:: EXTRACTED DATA ::
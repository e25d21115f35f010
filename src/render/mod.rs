//! Render backends
//!
//! Everything that draws goes through the [`RenderBackend`] trait. Two
//! implementations exist and one is picked at startup from the config:
//!
//! - [`sdl::SdlBackend`]: SDL2 canvas with streaming textures, recoloring on the CPU
//! - [`gl::GlBackend`]: OpenGL 3.3 through `glow`, recoloring with a tint uniform
//!   plus an additive specular pass
//!
//! Both take their sprites from the same [`SpriteSet`], so asset loading and
//! pixel math live outside this module.
//!
//! # Frame Protocol
//!
//! ```text
//! draw_game(&snapshot)      // or GUI drawing only
//! start_draw_particles()
//! draw_particle(..) x N
//! end_draw_particles()
//! draw_text / draw_image / draw_overlay / draw_blob   (GUI on top)
//! refresh()                 // present and clear
//! ```

pub mod gl;
mod gl_pipeline;
pub mod sdl;

use std::collections::{HashMap, VecDeque};

use log::warn;
use serde::{Deserialize, Serialize};
use sdl2::VideoSubsystem;

use crate::assets::AssetLoader;
use crate::color::Color;
use crate::config::RenderConfig;
use crate::font::TextFlags;
use crate::geometry::Vector2;
use crate::match_state::{MatchSnapshot, PlayerSide};

/// Name under which the current background can be drawn with `draw_image`
pub const BACKGROUND_IMAGE: &str = "background";

/// Number of past ball positions the GL backend draws as a fading trail
pub const BALL_TRAIL_LENGTH: usize = 5;

#[derive(Debug, Clone, Copy, PartialEq, Eq, Default, Serialize, Deserialize)]
pub enum BackendKind {
    #[default]
    Sdl,
    OpenGl,
}

/// Drawing interface shared by the game screen and the GUI
///
/// Positions are in the 800x600 logical screen. Draw calls return
/// `Result<(), String>` in the same way as the SDL2 canvas API.
pub trait RenderBackend {
    fn kind(&self) -> BackendKind;

    /// Presents the finished frame and clears for the next one
    fn refresh(&mut self) -> Result<(), String>;

    /// Replaces the background image; on failure the old one stays and `false` is returned
    fn set_background(&mut self, name: &str) -> bool;

    /// Sets a team color; sprites are re-tinted lazily when next drawn
    fn set_blob_color(&mut self, side: PlayerSide, color: Color) -> Result<(), String>;

    fn show_shadow(&mut self, show: bool);

    /// Horizontal position of the mouse marker at the bottom of the field
    fn set_mouse_marker(&mut self, x: f32);

    fn draw_text(&mut self, text: &str, position: Vector2, flags: TextFlags) -> Result<(), String>;

    /// Draws an image centered at `position`; a zero `size` keeps its natural size
    fn draw_image(&mut self, name: &str, position: Vector2, size: Vector2) -> Result<(), String>;

    /// Fills the rectangle between `top_left` and `bottom_right` with a translucent color
    fn draw_overlay(
        &mut self,
        opacity: f32,
        top_left: Vector2,
        bottom_right: Vector2,
        color: Color,
    ) -> Result<(), String>;

    /// Draws a standing blob for menus, centered at `position`
    fn draw_blob(&mut self, position: Vector2, color: Color) -> Result<(), String>;

    fn start_draw_particles(&mut self);
    fn draw_particle(&mut self, position: Vector2, side: PlayerSide) -> Result<(), String>;
    fn end_draw_particles(&mut self);

    /// Draws background, markers, shadows, ball and blobs for one match frame
    fn draw_game(&mut self, snapshot: &MatchSnapshot) -> Result<(), String>;
}

/// Opens a window and creates the backend selected in `config`
pub fn create_backend(
    video: &VideoSubsystem,
    config: &RenderConfig,
    loader: &AssetLoader,
) -> Result<Box<dyn RenderBackend>, String> {
    match config.backend {
        BackendKind::Sdl => Ok(Box::new(sdl::SdlBackend::new(video, config, loader)?)),
        BackendKind::OpenGl => Ok(Box::new(gl::GlBackend::new(video, config, loader)?)),
    }
}

/// Hands out the left and right blob slots in turn
///
/// Two GUI blob previews drawn in the same frame each get their own texture
/// slot, so both colors survive until the frame is presented. The toggle is
/// reset on every refresh so the first preview always lands in the left slot.
#[derive(Debug, Clone, Copy, PartialEq, Eq)]
pub struct BlobSlotToggle {
    next: PlayerSide,
}

impl BlobSlotToggle {
    pub fn new() -> Self {
        BlobSlotToggle {
            next: PlayerSide::Left,
        }
    }

    pub fn take(&mut self) -> PlayerSide {
        let slot = self.next;
        self.next = slot.other();
        slot
    }

    pub fn reset(&mut self) {
        self.next = PlayerSide::Left;
    }
}

impl Default for BlobSlotToggle {
    fn default() -> Self {
        Self::new()
    }
}

/// Last few ball positions, oldest first
#[derive(Debug, Clone, Default)]
pub struct BallTrail {
    positions: VecDeque<Vector2>,
}

impl BallTrail {
    pub fn new() -> Self {
        Self::default()
    }

    pub fn push(&mut self, position: Vector2) {
        if self.positions.len() == BALL_TRAIL_LENGTH {
            self.positions.pop_front();
        }
        self.positions.push_back(position);
    }

    /// Positions with their opacity; each newer position is 0.1 more opaque
    pub fn faded(&self) -> impl Iterator<Item = (Vector2, f32)> + '_ {
        self.positions
            .iter()
            .enumerate()
            .map(|(i, &position)| (position, 0.1 * (i + 1) as f32))
    }

    #[cfg(test)]
    pub fn len(&self) -> usize {
        self.positions.len()
    }
}

/// Images loaded on first use and kept by name
///
/// A failed load is remembered too, so a missing file is reported once
/// instead of every frame.
pub struct ImageCache<T> {
    entries: HashMap<String, Option<T>>,
    load_attempts: u32,
}

impl<T> ImageCache<T> {
    pub fn new() -> Self {
        ImageCache {
            entries: HashMap::new(),
            load_attempts: 0,
        }
    }

    pub fn get_or_load<F>(&mut self, name: &str, load: F) -> Option<&T>
    where
        F: FnOnce(&str) -> Result<T, String>,
    {
        if !self.entries.contains_key(name) {
            self.load_attempts += 1;
            let loaded = match load(name) {
                Ok(image) => Some(image),
                Err(e) => {
                    warn!("Could not load image {} (load attempt {}): {}", name, self.load_attempts, e);
                    None
                }
            };
            self.entries.insert(name.to_string(), loaded);
        }
        self.entries.get(name).and_then(Option::as_ref)
    }

    /// Every successfully loaded image
    pub fn loaded(&self) -> impl Iterator<Item = &T> {
        self.entries.values().filter_map(Option::as_ref)
    }

    #[cfg(test)]
    pub fn load_attempts(&self) -> u32 {
        self.load_attempts
    }
}

impl<T> Default for ImageCache<T> {
    fn default() -> Self {
        Self::new()
    }
}

/// Top-left corner and size of an image drawn centered at `position`
pub fn centered_placement(position: Vector2, natural: (u32, u32), size: Vector2) -> (i32, i32, u32, u32) {
    let (width, height) = if size.is_zero() {
        (natural.0 as f32, natural.1 as f32)
    } else {
        (size.x, size.y)
    };
    (
        (position.x - width / 2.0).round() as i32,
        (position.y - height / 2.0).round() as i32,
        width.max(0.0) as u32,
        height.max(0.0) as u32,
    )
}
:::
#### THE PROBLEM
Print all of the records, leaving each one exactly as it appears above.

#### FINAL ANSWER
repository e25d21115f35f010
filename src/render/mod.rs
//! Render backends
//!
//! Everything that draws goes through the [`RenderBackend`] trait. Two
//! implementations exist and one is picked at startup from the config:
//!
//! - [`sdl::SdlBackend`]: SDL2 canvas with streaming textures, recoloring on the CPU
//! - [`gl::GlBackend`]: OpenGL 3.3 through `glow`, recoloring with a tint uniform
//!   plus an additive specular pass
//!
//! Both take their sprites from the same [`SpriteSet`], so asset loading and
//! pixel math live outside this module.
//!
//! # Frame Protocol
//!
//! ```text
//! draw_game(&snapshot)      // or GUI drawing only
//! start_draw_particles()
//! draw_particle(..) x N
//! end_draw_particles()
//! draw_text / draw_image / draw_overlay / draw_blob   (GUI on top)
//! refresh()                 // present and clear
//! ```

pub mod gl;
mod gl_pipeline;
pub mod sdl;

use std::collections::{HashMap, VecDeque};

use log::warn;
use serde::{Deserialize, Serialize};
use sdl2::VideoSubsystem;

use crate::assets::AssetLoader;
use crate::color::Color;
use crate::config::RenderConfig;
use crate::font::TextFlags;
use crate::geometry::Vector2;
use crate::match_state::{MatchSnapshot, PlayerSide};

/// Name under which the current background can be drawn with `draw_image`
pub const BACKGROUND_IMAGE: &str = "background";

/// Number of past ball positions the GL backend draws as a fading trail
pub const BALL_TRAIL_LENGTH: usize = 5;

#[derive(Debug, Clone, Copy, PartialEq, Eq, Default, Serialize, Deserialize)]
pub enum BackendKind {
    #[default]
    Sdl,
    OpenGl,
}

/// Drawing interface shared by the game screen and the GUI
///
/// Positions are in the 800x600 logical screen. Draw calls return
/// `Result<(), String>` in the same way as the SDL2 canvas API.
pub trait RenderBackend {
    fn kind(&self) -> BackendKind;

    /// Presents the finished frame and clears for the next one
    fn refresh(&mut self) -> Result<(), String>;

    /// Replaces the background image; on failure the old one stays and `false` is returned
    fn set_background(&mut self, name: &str) -> bool;

    /// Sets a team color; sprites are re-tinted lazily when next drawn
    fn set_blob_color(&mut self, side: PlayerSide, color: Color) -> Result<(), String>;

    fn show_shadow(&mut self, show: bool);

    /// Horizontal position of the mouse marker at the bottom of the field
    fn set_mouse_marker(&mut self, x: f32);

    fn draw_text(&mut self, text: &str, position: Vector2, flags: TextFlags) -> Result<(), String>;

    /// Draws an image centered at `position`; a zero `size` keeps its natural size
    fn draw_image(&mut self, name: &str, position: Vector2, size: Vector2) -> Result<(), String>;

    /// Fills the rectangle between `top_left` and `bottom_right` with a translucent color
    fn draw_overlay(
        &mut self,
        opacity: f32,
        top_left: Vector2,
        bottom_right: Vector2,
        color: Color,
    ) -> Result<(), String>;

    /// Draws a standing blob for menus, centered at `position`
    fn draw_blob(&mut self, position: Vector2, color: Color) -> Result<(), String>;

    fn start_draw_particles(&mut self);
    fn draw_particle(&mut self, position: Vector2, side: PlayerSide) -> Result<(), String>;
    fn end_draw_particles(&mut self);

    /// Draws background, markers, shadows, ball and blobs for one match frame
    fn draw_game(&mut self, snapshot: &MatchSnapshot) -> Result<(), String>;
}

/// Opens a window and creates the backend selected in `config`
pub fn create_backend(
    video: &VideoSubsystem,
    config: &RenderConfig,
    loader: &AssetLoader,
) -> Result<Box<dyn RenderBackend>, String> {
    match config.backend {
        BackendKind::Sdl => Ok(Box::new(sdl::SdlBackend::new(video, config, loader)?)),
        BackendKind::OpenGl => Ok(Box::new(gl::GlBackend::new(video, config, loader)?)),
    }
}

/// Hands out the left and right blob slots in turn
///
/// Two GUI blob previews drawn in the same frame each get their own texture
/// slot, so both colors survive until the frame is presented. The toggle is
/// reset on every refresh so the first preview always lands in the left slot.
#[derive(Debug, Clone, Copy, PartialEq, Eq)]
pub struct BlobSlotToggle {
    next: PlayerSide,
}

impl BlobSlotToggle {
    pub fn new() -> Self {
        BlobSlotToggle {
            next: PlayerSide::Left,
        }
    }

    pub fn take(&mut self) -> PlayerSide {
        let slot = self.next;
        self.next = slot.other();
        slot
    }

    pub fn reset(&mut self) {
        self.next = PlayerSide::Left;
    }
}

impl Default for BlobSlotToggle {
    fn default() -> Self {
        Self::new()
    }
}

/// Last few ball positions, oldest first
#[derive(Debug, Clone, Default)]
pub struct BallTrail {
    positions: VecDeque<Vector2>,
}

impl BallTrail {
    pub fn new() -> Self {
        Self::default()
    }

    pub fn push(&mut self, position: Vector2) {
        if self.positions.len() == BALL_TRAIL_LENGTH {
            self.positions.pop_front();
        }
        self.positions.push_back(position);
    }

    /// Positions with their opacity; each newer position is 0.1 more opaque
    pub fn faded(&self) -> impl Iterator<Item = (Vector2, f32)> + '_ {
        self.positions
            .iter()
            .enumerate()
            .map(|(i, &position)| (position, 0.1 * (i + 1) as f32))
    }

    #[cfg(test)]
    pub fn len(&self) -> usize {
        self.positions.len()
    }
}

/// Images loaded on first use and kept by name
///
/// A failed load is remembered too, so a missing file is reported once
/// instead of every frame.
pub struct ImageCache<T> {
    entries: HashMap<String, Option<T>>,
    load_attempts: u32,
}

impl<T> ImageCache<T> {
    pub fn new() -> Self {
        ImageCache {
            entries: HashMap::new(),
            load_attempts: 0,
        }
    }

    pub fn get_or_load<F>(&mut self, name: &str, load: F) -> Option<&T>
    where
        F: FnOnce(&str) -> Result<T, String>,
    {
        if !self.entries.contains_key(name) {
            self.load_attempts += 1;
            let loaded = match load(name) {
                Ok(image) => Some(image),
                Err(e) => {
                    warn!("Could not load image {} (load attempt {}): {}", name, self.load_attempts, e);
                    None
                }
            };
            self.entries.insert(name.to_string(), loaded);
        }
        self.entries.get(name).and_then(Option::as_ref)
    }

    /// Every successfully loaded image
    pub fn loaded(&self) -> impl Iterator<Item = &T> {
        self.entries.values().filter_map(Option::as_ref)
    }

    #[cfg(test)]
    pub fn load_attempts(&self) -> u32 {
        self.load_attempts
    }
}

impl<T> Default for ImageCache<T> {
    fn default() -> Self {
        Self::new()
    }
}

/// Top-left corner and size of an image drawn centered at `position`
pub fn centered_placement(position: Vector2, natural: (u32, u32), size: Vector2) -> (i32, i32, u32, u32) {
    let (width, height) = if size.is_zero() {
        (natural.0 as f32, natural.1 as f32)
    } else {
        (size.x, size.y)
    };
    (
        (position.x - width / 2.0).round() as i32,
        (position.y - height / 2.0).round() as i32,
        width.max(0.0) as u32,
        height.max(0.0) as u32,
    )
}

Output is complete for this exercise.